*** Opening RECORD SET ***

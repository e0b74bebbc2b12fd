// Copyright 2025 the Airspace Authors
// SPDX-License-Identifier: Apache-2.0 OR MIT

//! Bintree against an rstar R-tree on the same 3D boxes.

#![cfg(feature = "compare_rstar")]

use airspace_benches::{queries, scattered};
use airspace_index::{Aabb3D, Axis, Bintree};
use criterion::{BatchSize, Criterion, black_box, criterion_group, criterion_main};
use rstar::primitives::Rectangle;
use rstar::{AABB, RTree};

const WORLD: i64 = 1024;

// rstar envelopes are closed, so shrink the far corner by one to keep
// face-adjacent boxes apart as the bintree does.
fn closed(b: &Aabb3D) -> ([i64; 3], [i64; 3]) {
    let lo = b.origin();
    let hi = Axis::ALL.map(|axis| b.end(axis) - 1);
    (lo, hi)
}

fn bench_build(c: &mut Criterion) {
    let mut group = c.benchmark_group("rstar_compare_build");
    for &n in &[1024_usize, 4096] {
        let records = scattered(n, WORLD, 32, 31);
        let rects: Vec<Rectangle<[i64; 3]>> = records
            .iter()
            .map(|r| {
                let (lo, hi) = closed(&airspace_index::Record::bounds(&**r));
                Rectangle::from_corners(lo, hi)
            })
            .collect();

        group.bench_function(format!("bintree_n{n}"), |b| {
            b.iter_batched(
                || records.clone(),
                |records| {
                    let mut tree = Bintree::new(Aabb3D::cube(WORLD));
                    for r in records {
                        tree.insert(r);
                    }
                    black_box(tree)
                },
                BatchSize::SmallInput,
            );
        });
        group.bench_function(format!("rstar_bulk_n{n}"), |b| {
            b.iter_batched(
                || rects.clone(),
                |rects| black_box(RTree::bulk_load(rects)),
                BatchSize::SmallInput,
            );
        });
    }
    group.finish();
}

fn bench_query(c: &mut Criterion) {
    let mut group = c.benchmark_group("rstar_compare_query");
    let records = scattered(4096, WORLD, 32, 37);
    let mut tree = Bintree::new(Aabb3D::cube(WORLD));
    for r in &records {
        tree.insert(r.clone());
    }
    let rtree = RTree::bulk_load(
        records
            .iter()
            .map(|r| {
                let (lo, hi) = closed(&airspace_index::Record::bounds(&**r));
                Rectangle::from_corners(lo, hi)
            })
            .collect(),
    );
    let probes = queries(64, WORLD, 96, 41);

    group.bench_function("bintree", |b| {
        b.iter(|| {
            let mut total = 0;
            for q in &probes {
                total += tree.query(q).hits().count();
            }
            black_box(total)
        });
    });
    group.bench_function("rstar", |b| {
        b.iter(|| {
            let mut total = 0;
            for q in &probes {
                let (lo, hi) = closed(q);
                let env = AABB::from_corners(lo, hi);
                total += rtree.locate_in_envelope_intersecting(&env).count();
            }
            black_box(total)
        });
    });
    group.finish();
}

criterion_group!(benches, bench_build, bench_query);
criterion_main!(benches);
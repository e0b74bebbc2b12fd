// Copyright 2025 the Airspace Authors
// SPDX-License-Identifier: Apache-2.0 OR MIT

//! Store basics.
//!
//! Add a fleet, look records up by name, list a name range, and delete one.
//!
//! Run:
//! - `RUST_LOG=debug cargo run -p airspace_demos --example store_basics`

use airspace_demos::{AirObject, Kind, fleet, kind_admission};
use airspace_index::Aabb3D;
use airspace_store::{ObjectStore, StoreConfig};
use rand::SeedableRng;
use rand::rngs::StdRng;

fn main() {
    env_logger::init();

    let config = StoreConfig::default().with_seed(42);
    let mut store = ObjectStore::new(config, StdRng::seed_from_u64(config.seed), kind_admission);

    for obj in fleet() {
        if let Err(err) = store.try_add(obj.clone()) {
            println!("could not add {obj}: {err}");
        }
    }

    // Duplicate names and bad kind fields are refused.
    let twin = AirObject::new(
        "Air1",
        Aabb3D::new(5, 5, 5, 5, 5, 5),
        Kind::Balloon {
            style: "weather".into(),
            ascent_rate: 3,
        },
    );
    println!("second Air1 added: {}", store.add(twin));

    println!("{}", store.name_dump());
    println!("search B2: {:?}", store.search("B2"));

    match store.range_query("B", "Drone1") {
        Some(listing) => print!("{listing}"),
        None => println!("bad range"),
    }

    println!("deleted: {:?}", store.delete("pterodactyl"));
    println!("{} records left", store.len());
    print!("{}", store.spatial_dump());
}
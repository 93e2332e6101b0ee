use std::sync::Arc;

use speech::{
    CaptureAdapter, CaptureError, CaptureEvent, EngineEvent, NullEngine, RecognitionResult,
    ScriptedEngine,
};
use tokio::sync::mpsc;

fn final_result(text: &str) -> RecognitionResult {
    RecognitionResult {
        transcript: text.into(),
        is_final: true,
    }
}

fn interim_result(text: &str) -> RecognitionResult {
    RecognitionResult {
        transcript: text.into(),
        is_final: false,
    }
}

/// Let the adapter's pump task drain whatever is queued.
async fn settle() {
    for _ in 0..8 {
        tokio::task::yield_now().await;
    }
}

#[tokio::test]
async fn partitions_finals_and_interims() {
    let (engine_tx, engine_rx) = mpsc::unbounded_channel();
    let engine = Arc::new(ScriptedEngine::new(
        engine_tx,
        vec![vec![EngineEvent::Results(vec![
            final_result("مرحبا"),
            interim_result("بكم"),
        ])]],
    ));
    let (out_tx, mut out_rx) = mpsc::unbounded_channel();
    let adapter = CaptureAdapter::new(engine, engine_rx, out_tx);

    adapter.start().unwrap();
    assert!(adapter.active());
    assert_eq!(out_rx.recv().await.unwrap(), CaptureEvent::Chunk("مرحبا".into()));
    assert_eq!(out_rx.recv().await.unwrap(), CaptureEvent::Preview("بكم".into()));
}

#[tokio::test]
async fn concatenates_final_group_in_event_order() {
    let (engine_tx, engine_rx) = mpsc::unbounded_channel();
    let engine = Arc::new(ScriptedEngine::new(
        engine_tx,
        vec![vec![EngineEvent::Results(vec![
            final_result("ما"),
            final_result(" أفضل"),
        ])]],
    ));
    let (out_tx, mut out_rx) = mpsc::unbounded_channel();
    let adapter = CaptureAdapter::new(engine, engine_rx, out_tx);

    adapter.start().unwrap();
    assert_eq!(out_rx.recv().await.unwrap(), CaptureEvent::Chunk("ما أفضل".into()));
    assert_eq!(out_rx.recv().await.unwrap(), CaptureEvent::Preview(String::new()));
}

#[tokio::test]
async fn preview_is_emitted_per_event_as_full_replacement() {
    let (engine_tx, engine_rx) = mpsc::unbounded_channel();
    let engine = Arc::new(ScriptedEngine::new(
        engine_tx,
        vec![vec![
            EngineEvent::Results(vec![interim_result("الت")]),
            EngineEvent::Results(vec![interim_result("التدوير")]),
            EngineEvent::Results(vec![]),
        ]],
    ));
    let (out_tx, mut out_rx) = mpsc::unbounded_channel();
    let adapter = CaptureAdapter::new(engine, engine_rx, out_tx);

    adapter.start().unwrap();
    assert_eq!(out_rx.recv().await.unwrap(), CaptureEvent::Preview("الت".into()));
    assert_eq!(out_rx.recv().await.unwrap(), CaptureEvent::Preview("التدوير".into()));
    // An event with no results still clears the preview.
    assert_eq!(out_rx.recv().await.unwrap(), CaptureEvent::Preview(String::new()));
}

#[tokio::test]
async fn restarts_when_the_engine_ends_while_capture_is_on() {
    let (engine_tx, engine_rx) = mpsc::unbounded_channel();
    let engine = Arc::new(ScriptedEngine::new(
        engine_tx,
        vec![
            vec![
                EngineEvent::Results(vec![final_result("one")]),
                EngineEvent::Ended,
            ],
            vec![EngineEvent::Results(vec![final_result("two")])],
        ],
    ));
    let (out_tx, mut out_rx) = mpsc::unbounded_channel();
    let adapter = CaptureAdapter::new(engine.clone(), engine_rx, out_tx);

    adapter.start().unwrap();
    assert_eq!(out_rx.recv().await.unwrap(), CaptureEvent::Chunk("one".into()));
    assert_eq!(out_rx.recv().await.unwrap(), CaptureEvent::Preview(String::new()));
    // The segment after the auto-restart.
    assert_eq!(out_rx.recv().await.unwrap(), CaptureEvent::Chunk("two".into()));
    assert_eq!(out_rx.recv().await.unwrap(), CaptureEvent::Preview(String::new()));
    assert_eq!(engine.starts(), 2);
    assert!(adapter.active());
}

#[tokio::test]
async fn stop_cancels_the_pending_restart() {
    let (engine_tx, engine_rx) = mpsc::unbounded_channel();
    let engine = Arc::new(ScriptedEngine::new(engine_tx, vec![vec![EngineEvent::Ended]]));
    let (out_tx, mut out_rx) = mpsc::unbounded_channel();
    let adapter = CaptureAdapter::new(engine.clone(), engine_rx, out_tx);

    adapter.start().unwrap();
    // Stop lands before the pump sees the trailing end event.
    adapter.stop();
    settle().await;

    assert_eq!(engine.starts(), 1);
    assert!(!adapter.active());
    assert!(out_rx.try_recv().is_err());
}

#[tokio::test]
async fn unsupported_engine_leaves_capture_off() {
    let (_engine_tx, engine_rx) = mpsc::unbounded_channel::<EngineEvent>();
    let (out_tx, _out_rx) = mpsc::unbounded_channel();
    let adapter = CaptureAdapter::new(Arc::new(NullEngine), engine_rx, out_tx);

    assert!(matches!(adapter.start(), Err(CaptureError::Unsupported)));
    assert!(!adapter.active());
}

*** Closing RECORD SET ***
*** Opening RECORD SET ***

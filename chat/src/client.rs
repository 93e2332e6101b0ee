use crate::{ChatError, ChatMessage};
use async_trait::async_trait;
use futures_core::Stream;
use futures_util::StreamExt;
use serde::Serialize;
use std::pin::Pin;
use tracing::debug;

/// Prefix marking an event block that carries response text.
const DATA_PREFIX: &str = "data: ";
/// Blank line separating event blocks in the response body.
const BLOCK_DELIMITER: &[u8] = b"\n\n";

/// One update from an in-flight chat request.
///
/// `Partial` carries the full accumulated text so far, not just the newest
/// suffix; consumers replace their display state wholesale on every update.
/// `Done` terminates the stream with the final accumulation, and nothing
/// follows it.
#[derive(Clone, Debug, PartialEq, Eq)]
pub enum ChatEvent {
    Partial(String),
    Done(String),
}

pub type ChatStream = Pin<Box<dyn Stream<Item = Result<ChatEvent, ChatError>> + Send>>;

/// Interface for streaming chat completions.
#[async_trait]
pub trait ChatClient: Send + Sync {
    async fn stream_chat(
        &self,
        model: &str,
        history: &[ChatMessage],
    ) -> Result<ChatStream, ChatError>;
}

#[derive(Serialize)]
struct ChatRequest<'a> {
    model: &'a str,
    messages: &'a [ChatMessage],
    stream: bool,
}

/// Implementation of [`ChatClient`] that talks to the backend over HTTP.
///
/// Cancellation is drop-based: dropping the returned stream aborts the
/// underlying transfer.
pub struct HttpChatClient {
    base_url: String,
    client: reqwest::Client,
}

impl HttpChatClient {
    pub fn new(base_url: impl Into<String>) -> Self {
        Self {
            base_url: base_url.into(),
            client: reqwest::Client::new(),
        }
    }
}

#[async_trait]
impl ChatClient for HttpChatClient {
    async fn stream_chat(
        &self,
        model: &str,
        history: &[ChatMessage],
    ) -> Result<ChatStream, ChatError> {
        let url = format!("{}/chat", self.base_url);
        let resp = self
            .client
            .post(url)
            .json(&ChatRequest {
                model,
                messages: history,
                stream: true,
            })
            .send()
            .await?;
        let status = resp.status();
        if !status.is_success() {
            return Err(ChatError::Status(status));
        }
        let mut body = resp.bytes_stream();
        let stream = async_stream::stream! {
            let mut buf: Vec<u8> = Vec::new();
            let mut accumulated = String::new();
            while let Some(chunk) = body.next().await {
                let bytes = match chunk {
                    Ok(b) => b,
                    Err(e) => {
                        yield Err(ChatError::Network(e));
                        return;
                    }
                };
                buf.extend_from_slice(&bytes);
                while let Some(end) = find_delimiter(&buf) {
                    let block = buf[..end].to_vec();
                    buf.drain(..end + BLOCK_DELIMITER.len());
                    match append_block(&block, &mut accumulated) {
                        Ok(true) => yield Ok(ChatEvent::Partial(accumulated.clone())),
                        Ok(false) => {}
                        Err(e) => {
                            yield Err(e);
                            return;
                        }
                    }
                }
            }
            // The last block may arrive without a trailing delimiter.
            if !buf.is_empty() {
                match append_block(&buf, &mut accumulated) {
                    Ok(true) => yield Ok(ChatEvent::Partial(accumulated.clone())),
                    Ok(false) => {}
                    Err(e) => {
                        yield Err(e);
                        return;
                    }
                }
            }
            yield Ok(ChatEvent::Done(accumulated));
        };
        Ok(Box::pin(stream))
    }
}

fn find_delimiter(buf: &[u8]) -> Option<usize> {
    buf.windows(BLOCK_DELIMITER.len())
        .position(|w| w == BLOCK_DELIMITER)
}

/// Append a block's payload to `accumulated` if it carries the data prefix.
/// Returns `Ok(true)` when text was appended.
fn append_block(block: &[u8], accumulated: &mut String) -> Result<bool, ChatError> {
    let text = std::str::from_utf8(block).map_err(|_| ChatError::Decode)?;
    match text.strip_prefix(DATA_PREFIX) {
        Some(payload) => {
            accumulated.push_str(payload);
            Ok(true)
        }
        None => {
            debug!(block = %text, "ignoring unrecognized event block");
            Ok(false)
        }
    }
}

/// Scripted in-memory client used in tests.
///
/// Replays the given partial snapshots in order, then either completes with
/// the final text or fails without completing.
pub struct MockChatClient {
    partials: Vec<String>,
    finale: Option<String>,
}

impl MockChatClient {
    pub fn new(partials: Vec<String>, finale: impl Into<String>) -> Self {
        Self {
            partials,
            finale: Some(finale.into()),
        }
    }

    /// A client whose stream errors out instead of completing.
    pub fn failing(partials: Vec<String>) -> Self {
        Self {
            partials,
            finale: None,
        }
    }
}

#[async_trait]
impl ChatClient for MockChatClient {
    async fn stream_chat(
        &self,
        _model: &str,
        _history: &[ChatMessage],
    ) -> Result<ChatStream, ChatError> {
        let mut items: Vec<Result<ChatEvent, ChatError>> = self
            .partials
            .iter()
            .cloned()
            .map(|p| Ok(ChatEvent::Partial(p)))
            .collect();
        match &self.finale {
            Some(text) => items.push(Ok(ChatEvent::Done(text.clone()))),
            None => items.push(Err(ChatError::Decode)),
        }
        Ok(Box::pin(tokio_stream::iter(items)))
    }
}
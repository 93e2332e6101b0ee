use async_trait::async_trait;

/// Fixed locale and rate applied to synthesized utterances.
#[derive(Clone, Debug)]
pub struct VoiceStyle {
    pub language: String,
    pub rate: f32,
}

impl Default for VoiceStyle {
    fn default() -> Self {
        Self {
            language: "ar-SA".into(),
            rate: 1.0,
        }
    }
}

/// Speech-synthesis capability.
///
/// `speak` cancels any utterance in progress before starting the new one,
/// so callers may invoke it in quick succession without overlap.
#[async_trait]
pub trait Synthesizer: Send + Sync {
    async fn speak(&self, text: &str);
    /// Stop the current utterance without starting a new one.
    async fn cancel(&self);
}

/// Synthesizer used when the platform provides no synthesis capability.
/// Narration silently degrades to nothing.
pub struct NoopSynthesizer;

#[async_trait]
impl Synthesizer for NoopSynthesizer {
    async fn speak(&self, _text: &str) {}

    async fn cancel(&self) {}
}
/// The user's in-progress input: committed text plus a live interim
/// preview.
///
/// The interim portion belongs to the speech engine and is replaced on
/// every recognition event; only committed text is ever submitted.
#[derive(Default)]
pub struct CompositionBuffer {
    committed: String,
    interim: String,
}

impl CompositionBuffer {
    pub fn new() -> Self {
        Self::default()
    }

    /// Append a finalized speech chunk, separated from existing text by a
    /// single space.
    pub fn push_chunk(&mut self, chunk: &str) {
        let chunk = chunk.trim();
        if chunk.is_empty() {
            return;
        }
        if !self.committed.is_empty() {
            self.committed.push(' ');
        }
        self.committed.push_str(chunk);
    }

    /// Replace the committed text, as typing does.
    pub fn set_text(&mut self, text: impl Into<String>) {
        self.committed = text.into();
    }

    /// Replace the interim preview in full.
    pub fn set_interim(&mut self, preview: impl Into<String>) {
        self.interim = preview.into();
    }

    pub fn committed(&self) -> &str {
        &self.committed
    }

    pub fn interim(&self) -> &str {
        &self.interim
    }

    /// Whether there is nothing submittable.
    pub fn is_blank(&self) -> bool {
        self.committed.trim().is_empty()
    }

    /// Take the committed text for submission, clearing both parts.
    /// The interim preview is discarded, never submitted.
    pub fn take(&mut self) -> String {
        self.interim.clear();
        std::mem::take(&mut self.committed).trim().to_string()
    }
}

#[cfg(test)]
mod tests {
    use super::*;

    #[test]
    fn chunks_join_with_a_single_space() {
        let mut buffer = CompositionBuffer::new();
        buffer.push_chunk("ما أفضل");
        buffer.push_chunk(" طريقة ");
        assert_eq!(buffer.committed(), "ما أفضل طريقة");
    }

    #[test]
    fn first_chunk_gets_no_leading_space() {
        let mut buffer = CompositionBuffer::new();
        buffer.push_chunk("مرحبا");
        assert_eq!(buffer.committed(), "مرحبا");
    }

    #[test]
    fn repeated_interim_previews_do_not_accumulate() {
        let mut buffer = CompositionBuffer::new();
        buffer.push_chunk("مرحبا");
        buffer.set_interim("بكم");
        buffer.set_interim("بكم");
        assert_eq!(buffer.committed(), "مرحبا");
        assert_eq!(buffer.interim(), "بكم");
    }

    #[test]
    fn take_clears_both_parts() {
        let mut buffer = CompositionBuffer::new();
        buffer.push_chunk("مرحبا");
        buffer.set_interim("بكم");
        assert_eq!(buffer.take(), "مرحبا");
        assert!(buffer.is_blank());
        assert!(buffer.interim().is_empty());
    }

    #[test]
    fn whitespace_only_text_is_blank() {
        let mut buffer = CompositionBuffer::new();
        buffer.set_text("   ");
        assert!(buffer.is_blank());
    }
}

*** Closing RECORD SET ***

Sift the data above for lines with "CaptureError", then copy each one.

    CaptureAdapter, CaptureError, CaptureEvent, EngineEvent, NullEngine, RecognitionResult,
    assert!(matches!(adapter.start(), Err(CaptureError::Unsupported)));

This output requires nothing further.